Starting at the first line of the listing below and ending at the line with "F: FnOnce(ConnectionManager) ->", copy each line exactly.

** Opening Supplied material block **

use std::future::Future;
use std::time::Duration;

use anyhow::Context as _;
use async_trait::async_trait;
use redis::aio::ConnectionManager;
use redis::{Client, FromRedisValue, RedisResult};

use crate::error::BackendError;

use super::{Backend, RedisBackendConfig};

/// A [`Backend`] shared across processes through a redis server.
///
/// Every primitive maps onto exactly one redis command, so there is no client-side state
/// between the steps of a guarded call:
///
/// - `set_nx`: `SET key value NX PX ttl`
/// - `exists`: `EXISTS key`
/// - `get`: `GET key`
/// - `expire`: `PEXPIRE key ttl`
/// - `del`: `DEL key`
#[derive(Clone)]
pub struct RedisBackend {
    connection: ConnectionManager,
    timeout: Duration,
}

impl std::fmt::Debug for RedisBackend {
    fn fmt(&self, f: &mut std::fmt::Formatter<'_>) -> std::fmt::Result {
        f.debug_struct("RedisBackend")
            .field("connection", &"<ConnectionManager>")
            .field("timeout", &self.timeout)
            .finish()
    }
}

impl RedisBackend {
    pub async fn connect(config: &RedisBackendConfig) -> anyhow::Result<Self> {
        let client = Client::open(config.url.as_str()).context("invalid redis url")?;
        let connection = tokio::time::timeout(config.timeout, ConnectionManager::new(client))
            .await
            .context("timeout connecting to redis")?
            .context("failed to connect to redis")?;

        Ok(Self {
            connection,
            timeout: config.timeout,
        })
    }

    /// Runs a single command with the configured timeout.
    async fn query<T, F, Fut>(&self, command: &'static str, f: F) -> Result<T, BackendError>
    where
        T: FromRedisValue,
        F: FnOnce(ConnectionManager) -> Fut,
        Fut: Future<Output = RedisResult<T>>,
    {
        let future = f(self.connection.clone());
        let result = tokio::time::timeout(self.timeout, future)
            .await
            .map_err(|_| BackendError::Timeout(self.timeout))?;
        Ok(result.with_context(|| format!("redis {command} failed"))?)
    }
}

fn millis(ttl: Duration) -> u64 {
    // redis rejects a PX of zero
    (ttl.as_millis() as u64).max(1)
}

#[async_trait]
impl Backend for RedisBackend {
    async fn set_nx(&self, key: &str, value: &str, ttl: Duration) -> Result<bool, BackendError> {
        let reply: Option<String> = self
            .query("SET", |mut connection| async move {
                redis::cmd("SET")
                    .arg(key)
                    .arg(value)
                    .arg("NX")
                    .arg("PX")
                    .arg(millis(ttl))
                    .query_async(&mut connection)
                    .await
            })
            .await?;
        Ok(reply.is_some())
    }

    async fn exists(&self, key: &str) -> Result<bool, BackendError> {
        self.query("EXISTS", |mut connection| async move {
            redis::cmd("EXISTS")
                .arg(key)
                .query_async(&mut connection)
                .await
        })
        .await
    }

    async fn get(&self, key: &str) -> Result<Option<String>, BackendError> {
        self.query("GET", |mut connection| async move {
            redis::cmd("GET").arg(key).query_async(&mut connection).await
        })
        .await
    }

    async fn expire(&self, key: &str, ttl: Duration) -> Result<(), BackendError> {
        let _updated: bool = self
            .query("PEXPIRE", |mut connection| async move {
                redis::cmd("PEXPIRE")
                    .arg(key)
                    .arg(millis(ttl))
                    .query_async(&mut connection)
                    .await
            })
            .await?;
        Ok(())
    }

    async fn del(&self, key: &str) -> Result<bool, BackendError> {
        let deleted: u64 = self
            .query("DEL", |mut connection| async move {
                redis::cmd("DEL").arg(key).query_async(&mut connection).await
            })
            .await?;
        Ok(deleted > 0)
    }

    fn name(&self) -> &'static str {
        "redis"
    }
}
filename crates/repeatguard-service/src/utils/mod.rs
pub mod defer;
//! Provides access to the metrics system.
//!
//! Metrics are only emitted once [`configure_statsd`] was called. Until then, all invocations of
//! the [`metric!`](crate::metric) macro are no-ops, which is what tests and library users without
//! a statsd server get.
use std::collections::BTreeMap;
use std::net::ToSocketAddrs;
use std::ops::Deref;
use std::sync::OnceLock;

use anyhow::{Context, Result};
use cadence::{Metric, MetricBuilder, StatsdClient, UdpMetricSink};

static METRICS_CLIENT: OnceLock<MetricsClient> = OnceLock::new();

/// The metrics prelude that is necessary to use the client.
pub mod prelude {
    pub use cadence::prelude::*;
}

#[derive(Debug)]
pub struct MetricsClient {
    /// The raw statsd client.
    pub statsd_client: StatsdClient,

    /// A collection of tags and values that will be sent with every metric.
    tags: BTreeMap<String, String>,
}

impl MetricsClient {
    #[inline(always)]
    pub fn send_metric<'a, T>(&'a self, mut metric: MetricBuilder<'a, '_, T>)
    where
        T: Metric + From<String>,
    {
        for (tag, value) in self.tags.iter() {
            metric = metric.with_tag(tag, value);
        }
        metric.send()
    }
}

impl Deref for MetricsClient {
    type Target = StatsdClient;

    fn deref(&self) -> &Self::Target {
        &self.statsd_client
    }
}

/// Tell the metrics system to report to statsd.
///
/// Calling this more than once keeps the first client.
pub fn configure_statsd<A: ToSocketAddrs>(
    prefix: &str,
    host: A,
    tags: BTreeMap<String, String>,
) -> Result<()> {
    let addrs: Vec<_> = host
        .to_socket_addrs()
        .context("failed to resolve statsd host")?
        .collect();
    if let Some(addr) = addrs.first() {
        tracing::info!("Reporting metrics to statsd at {}", addr);
    }
    let socket = std::net::UdpSocket::bind("0.0.0.0:0").context("failed to bind statsd socket")?;
    socket.set_nonblocking(true)?;
    let sink = UdpMetricSink::from(&addrs[..], socket).context("failed to create statsd sink")?;
    let statsd_client = StatsdClient::from_sink(prefix, sink);

    if METRICS_CLIENT
        .set(MetricsClient {
            statsd_client,
            tags,
        })
        .is_err()
    {
        tracing::warn!("statsd was already configured, keeping the existing client");
    }
    Ok(())
}

/// Invoke a callback with the current statsd client.
///
/// If statsd is not configured the callback is not invoked. For the most part
/// the [`metric!`](crate::metric) macro should be used instead.
#[inline(always)]
pub fn with_client<F, R>(f: F) -> R
where
    F: FnOnce(&MetricsClient) -> R,
    R: Default,
{
    match METRICS_CLIENT.get() {
        Some(client) => f(client),
        None => Default::default(),
    }
}

/// Emits a metric.
#[macro_export]
macro_rules! metric {
    // counters
    (counter($id:expr) += $value:expr $(, $k:expr => $v:expr)* $(,)?) => {{
        use $crate::metrics::prelude::*;
        $crate::metrics::with_client(|client| {
            client.send_metric(
                client.count_with_tags($id, $value)
                    $(.with_tag($k, $v))*
            );
        })
    }};

    // timers
    (timer($id:expr) = $value:expr $(, $k:expr => $v:expr)* $(,)?) => {{
        use $crate::metrics::prelude::*;
        $crate::metrics::with_client(|client| {
            client.send_metric(
                client.time_with_tags($id, $value)
                    $(.with_tag($k, $v))*
            );
        })
    }};
}
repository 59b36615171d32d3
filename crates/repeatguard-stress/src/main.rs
use std::path::PathBuf;
use std::time::Duration;

use anyhow::{Context, Result};
use clap::Parser;

use repeatguard_service::config::Config;

mod stresstest;
mod telemetry;
mod workloads;

use stresstest::perform_stresstest;
use workloads::WorkloadsConfig;

/// Command line interface parser.
#[derive(Parser)]
struct Cli {
    /// Path to your configuration file.
    #[arg(long, short, value_name = "FILE")]
    config: Option<PathBuf>,

    /// Path to the workload definition file.
    #[arg(long, short, value_name = "FILE")]
    workloads: PathBuf,

    /// Duration of the stresstest.
    #[arg(long, short, value_parser = humantime::parse_duration)]
    duration: Duration,

    /// Report to a local sentry sink, counting the envelopes it receives.
    #[arg(long)]
    sentry: bool,

    /// Run the full JSON logging machinery, counting the bytes it formats.
    #[arg(long)]
    tracing: bool,

    /// Send metrics to a local statsd sink, counting packets per workload.
    #[arg(long)]
    metrics: bool,
}

fn main() -> Result<()> {
    let cli = Cli::parse();

    // parse configs
    let workloads_file =
        std::fs::File::open(&cli.workloads).context("failed to open workloads file")?;
    let workloads: WorkloadsConfig =
        serde_yaml::from_reader(workloads_file).context("failed to parse workloads YAML")?;

    let config = Config::get(cli.config.as_deref()).context("failed loading config")?;

    let telemetry_config = telemetry::Config {
        backtraces: config.logging.enable_backtraces,
        sentry: cli.sentry,
        tracing: cli.tracing,
        metrics: cli.metrics,
    };
    // SAFETY: the runtime is only started below.
    let mut telemetry_guard = unsafe { telemetry::init(telemetry_config) }?;

    let runtime = tokio::runtime::Builder::new_multi_thread()
        .enable_all()
        .build()
        .context("failed to start the runtime")?;

    runtime.block_on(async {
        for sink in telemetry_guard.sinks.drain(..) {
            tokio::spawn(sink);
        }

        perform_stresstest(config, workloads, cli.duration, &telemetry_guard.telemetry).await
    })
}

** Closing Supplied material block **

Solution for this problem
use std::future::Future;
use std::time::Duration;

use anyhow::Context as _;
use async_trait::async_trait;
use redis::aio::ConnectionManager;
use redis::{Client, FromRedisValue, RedisResult};

use crate::error::BackendError;

use super::{Backend, RedisBackendConfig};

/// A [`Backend`] shared across processes through a redis server.
///
/// Every primitive maps onto exactly one redis command, so there is no client-side state
/// between the steps of a guarded call:
///
/// - `set_nx`: `SET key value NX PX ttl`
/// - `exists`: `EXISTS key`
/// - `get`: `GET key`
/// - `expire`: `PEXPIRE key ttl`
/// - `del`: `DEL key`
#[derive(Clone)]
pub struct RedisBackend {
    connection: ConnectionManager,
    timeout: Duration,
}

impl std::fmt::Debug for RedisBackend {
    fn fmt(&self, f: &mut std::fmt::Formatter<'_>) -> std::fmt::Result {
        f.debug_struct("RedisBackend")
            .field("connection", &"<ConnectionManager>")
            .field("timeout", &self.timeout)
            .finish()
    }
}

impl RedisBackend {
    pub async fn connect(config: &RedisBackendConfig) -> anyhow::Result<Self> {
        let client = Client::open(config.url.as_str()).context("invalid redis url")?;
        let connection = tokio::time::timeout(config.timeout, ConnectionManager::new(client))
            .await
            .context("timeout connecting to redis")?
            .context("failed to connect to redis")?;

        Ok(Self {
            connection,
            timeout: config.timeout,
        })
    }

    /// Runs a single command with the configured timeout.
    async fn query<T, F, Fut>(&self, command: &'static str, f: F) -> Result<T, BackendError>
    where
        T: FromRedisValue,
        F: FnOnce(ConnectionManager) -> Fut,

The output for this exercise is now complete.